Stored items
______________________________
//! Windowed velocity / acceleration vectors per joint for a single frame.
//!
//! Both engines return `None` when the frame has no following transition
//! (`frame >= num_frames - 1`). Inside the returned field a joint is absent
//! when its vector is exactly zero or contains NaN.

use nalgebra::Vector3;

use crate::motion::Motion;
use crate::skeleton::JOINT_COUNT;

/// 1関節分のベクトルと表示スケール
#[derive(Debug, Clone, Copy, PartialEq)]
pub struct FieldSample {
    pub vector: Vector3<f64>,
    pub magnitude: f64,
    /// magnitude / モーションごとの基準最大値
    pub scaling_factor: f64,
}

/// 全関節分のベクトル場
#[derive(Debug, Clone, PartialEq)]
pub struct VectorField {
    pub samples: [Option<FieldSample>; JOINT_COUNT],
}

impl VectorField {
    fn from_vectors(vectors: &[Vector3<f64>; JOINT_COUNT], reference_max: f64) -> Self {
        let samples = std::array::from_fn(|j| {
            let vector = vectors[j];
            if is_absent(&vector) {
                return None;
            }
            let magnitude = vector.norm();
            Some(FieldSample {
                vector,
                magnitude,
                scaling_factor: magnitude / reference_max,
            })
        });
        Self { samples }
    }

    fn absent() -> Self {
        Self { samples: [None; JOINT_COUNT] }
    }

    pub fn get(&self, joint: usize) -> Option<&FieldSample> {
        self.samples.get(joint).and_then(|s| s.as_ref())
    }

    /// 有効なサンプルの (関節, サンプル) 列
    pub fn iter(&self) -> impl Iterator<Item = (usize, &FieldSample)> {
        self.samples
            .iter()
            .enumerate()
            .filter_map(|(j, s)| s.as_ref().map(|s| (j, s)))
    }

    pub fn len(&self) -> usize {
        self.iter().count()
    }

    pub fn is_empty(&self) -> bool {
        self.len() == 0
    }
}

/// 全成分が厳密に0、または NaN を含むベクトルは描画しない
pub fn is_absent(v: &Vector3<f64>) -> bool {
    v.iter().all(|&c| c == 0.0) || v.iter().any(|c| c.is_nan())
}

/// 窓の開始 (frame - floor(w/2), 0で打ち切り)
fn window_start(frame: usize, window_size: usize) -> usize {
    frame.saturating_sub(window_size / 2)
}

/// 平滑化した速度ベクトル場
///
/// [start, end) の関節位置平均を tail、1フレーム後ろにずらした平均を head とし、
/// その差をフレームレート倍する。平均の分母はサンプル数ではなく window_size
/// （シーケンス端では大きさが小さめに出る）。
pub fn velocity_field(motion: &Motion, frame: usize, window_size: usize) -> Option<VectorField> {
    if !motion.has_transition(frame) {
        return None;
    }
    let n = motion.num_frames();
    let window_size = window_size.max(1);
    let start = window_start(frame, window_size);
    let end = (n - 1).min(frame + window_size.div_ceil(2));

    let poses = motion.poses();
    let mut tail = [Vector3::zeros(); JOINT_COUNT];
    let mut head = [Vector3::zeros(); JOINT_COUNT];
    for j in start..end {
        for k in 0..JOINT_COUNT {
            tail[k] += poses[j].joints[k].coords;
            head[k] += poses[j + 1].joints[k].coords;
        }
    }

    let denom = window_size as f64;
    let vectors: [Vector3<f64>; JOINT_COUNT] =
        std::array::from_fn(|k| (head[k] / denom - tail[k] / denom) * motion.frame_rate);

    Some(VectorField::from_vectors(&vectors, motion.info.max_velocity))
}

/// 平滑化した加速度ベクトル場
///
/// 窓内の瞬間速度列を作り、その隣接差分（×フレームレート）の平均をとる。
pub fn acceleration_field(
    motion: &Motion,
    frame: usize,
    window_size: usize,
) -> Option<VectorField> {
    if !motion.has_transition(frame) {
        return None;
    }
    let n = motion.num_frames();
    let window_size = window_size.max(1);
    let start = window_start(frame, window_size);
    let end = (n - 1).min(frame + window_size.div_ceil(2) + 1);

    let poses = motion.poses();
    let fr = motion.frame_rate;
    let velocities: Vec<[Vector3<f64>; JOINT_COUNT]> = (start..end)
        .map(|j| std::array::from_fn(|k| (poses[j + 1].joints[k] - poses[j].joints[k]) * fr))
        .collect();

    // 差分が1つも取れない窓（末尾直前 + 窓幅1）は全関節欠損
    if velocities.len() < 2 {
        return Some(VectorField::absent());
    }

    let mut sum = [Vector3::zeros(); JOINT_COUNT];
    for pair in velocities.windows(2) {
        for k in 0..JOINT_COUNT {
            sum[k] += (pair[1][k] - pair[0][k]) * fr;
        }
    }
    let count = (velocities.len() - 1) as f64;
    let vectors: [Vector3<f64>; JOINT_COUNT] = std::array::from_fn(|k| sum[k] / count);

    Some(VectorField::from_vectors(&vectors, motion.info.max_acceleration))
}

#[cfg(test)]
mod tests {
    use super::*;
    use crate::motion::{walking_cycle, MotionInfo, Pose, ProceduralBody};
    use crate::skeleton::JointIndex;
    use nalgebra::Point3;

    fn approx_eq_v(a: &Vector3<f64>, b: &Vector3<f64>, eps: f64) -> bool {
        (a - b).norm() < eps
    }

    /// 全関節が同じ軌跡 x(t) を辿るモーション
    fn uniform_motion(xs: &[f64], frame_rate: f64) -> Motion {
        let poses = xs
            .iter()
            .map(|&x| Pose::new([Point3::new(x, 0.0, 0.0); JOINT_COUNT], Vec::new()))
            .collect();
        Motion::new(MotionInfo::new("uniform", 2.0, 100.0), frame_rate, poses).unwrap()
    }

    fn walking_motion() -> Motion {
        Motion::load(
            MotionInfo::new("Walking", 5.7, 222.7),
            &walking_cycle(60, 30.0),
            &ProceduralBody::new(),
        )
        .unwrap()
    }

    #[test]
    fn test_window_one_is_forward_difference() {
        let motion = walking_motion();
        let poses = motion.poses();
        for frame in [0, 10, 30, 58] {
            let field = velocity_field(&motion, frame, 1).unwrap();
            for (k, sample) in field.iter() {
                let expected = (poses[frame + 1].joints[k] - poses[frame].joints[k]) * 30.0;
                assert!(approx_eq_v(&sample.vector, &expected, 1e-9));
            }
        }
    }

    #[test]
    fn test_boundary_frames_return_none() {
        let motion = walking_motion();
        let n = motion.num_frames();
        for frame in [n - 1, n, n + 5, usize::MAX] {
            assert!(velocity_field(&motion, frame, 3).is_none());
            assert!(acceleration_field(&motion, frame, 3).is_none());
        }
    }

    #[test]
    fn test_velocity_fixed_denominator_at_start() {
        // x = 0, 1, 2, ... の等速運動 (1 unit/frame)
        let motion = uniform_motion(&[0.0, 1.0, 2.0, 3.0, 4.0, 5.0], 10.0);

        // 中央: 窓 [1, 4) の3ペア / 3 → 真の速度 10
        let mid = velocity_field(&motion, 2, 3).unwrap();
        assert!(approx_eq_v(&mid.get(0).unwrap().vector, &Vector3::new(10.0, 0.0, 0.0), 1e-9));

        // 先頭: 窓 [0, 2) の2ペアしかないが分母は3 → 2/3 倍に縮む
        let edge = velocity_field(&motion, 0, 3).unwrap();
        let expected = Vector3::new(10.0 * 2.0 / 3.0, 0.0, 0.0);
        assert!(approx_eq_v(&edge.get(0).unwrap().vector, &expected, 1e-9));
    }

    #[test]
    fn test_velocity_scaling_factor() {
        let motion = uniform_motion(&[0.0, 0.1, 0.2, 0.3], 10.0);
        let field = velocity_field(&motion, 1, 1).unwrap();
        let s = field.get(5).unwrap();
        assert!((s.magnitude - 1.0).abs() < 1e-9);
        // max_velocity = 2.0
        assert!((s.scaling_factor - 0.5).abs() < 1e-9);
    }

    #[test]
    fn test_static_joints_absent() {
        let motion = uniform_motion(&[1.0, 1.0, 1.0, 1.0], 30.0);
        let field = velocity_field(&motion, 1, 2).unwrap();
        assert!(field.is_empty());
        let field = acceleration_field(&motion, 1, 2).unwrap();
        assert!(field.is_empty());
    }

    #[test]
    fn test_acceleration_constant() {
        // x = t^2 / 2 (単位: フレーム) → 加速度 1 unit/frame^2 = fr^2 units/s^2
        let xs: Vec<f64> = (0..8).map(|i| 0.5 * (i * i) as f64).collect();
        let motion = uniform_motion(&xs, 10.0);
        for window in [1, 2, 3, 4] {
            let field = acceleration_field(&motion, 3, window).unwrap();
            let s = field.get(JointIndex::LeftWrist as usize).unwrap();
            assert!(
                approx_eq_v(&s.vector, &Vector3::new(100.0, 0.0, 0.0), 1e-6),
                "window {}",
                window
            );
            assert!((s.scaling_factor - 1.0).abs() < 1e-9);
        }
    }

    #[test]
    fn test_acceleration_single_velocity_window_absent() {
        let xs: Vec<f64> = (0..5).map(|i| (i * i) as f64).collect();
        let motion = uniform_motion(&xs, 10.0);
        // frame = n-2, 窓幅1: 速度が1本しか取れない
        let field = acceleration_field(&motion, 3, 1).unwrap();
        assert!(field.is_empty());
        // 窓幅2なら start が1つ前に広がる
        let field = acceleration_field(&motion, 3, 2).unwrap();
        assert!(!field.is_empty());
    }

    #[test]
    fn test_zero_window_treated_as_one() {
        let motion = walking_motion();
        assert_eq!(velocity_field(&motion, 5, 0), velocity_field(&motion, 5, 1));
    }

    #[test]
    fn test_is_absent() {
        assert!(is_absent(&Vector3::zeros()));
        assert!(is_absent(&Vector3::new(1.0, f64::NAN, 0.0)));
        assert!(!is_absent(&Vector3::new(0.0, 0.0, 1e-300)));
    }

    #[test]
    fn test_end_to_end_left_hip_speed() {
        // Pelvis 固定、Left Hip が +x に 0.3/frame、30fps
        let poses = (0..3)
            .map(|i| {
                let mut joints = [Point3::origin(); JOINT_COUNT];
                joints[JointIndex::LeftHip as usize] = Point3::new(0.3 * i as f64, -0.1, 0.0);
                joints[JointIndex::LeftKnee as usize] = Point3::new(0.3 * i as f64, -0.5, 0.0);
                Pose::new(joints, Vec::new())
            })
            .collect();
        let motion = Motion::new(MotionInfo::new("e2e", 9.0, 100.0), 30.0, poses).unwrap();

        let field = velocity_field(&motion, 1, 1).unwrap();
        let hip = field.get(JointIndex::LeftHip as usize).unwrap();
        assert!((hip.magnitude - 9.0).abs() < 1e-9);
        assert!((hip.scaling_factor - 1.0).abs() < 1e-9);
        assert!(field.get(JointIndex::Pelvis as usize).is_none());
    }
}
______________________________
Task brief
Copy out each line of the data where the string "impl" appears.

Answer to the exercise
impl VectorField {
    pub fn iter(&self) -> impl Iterator<Item = (usize, &FieldSample)> {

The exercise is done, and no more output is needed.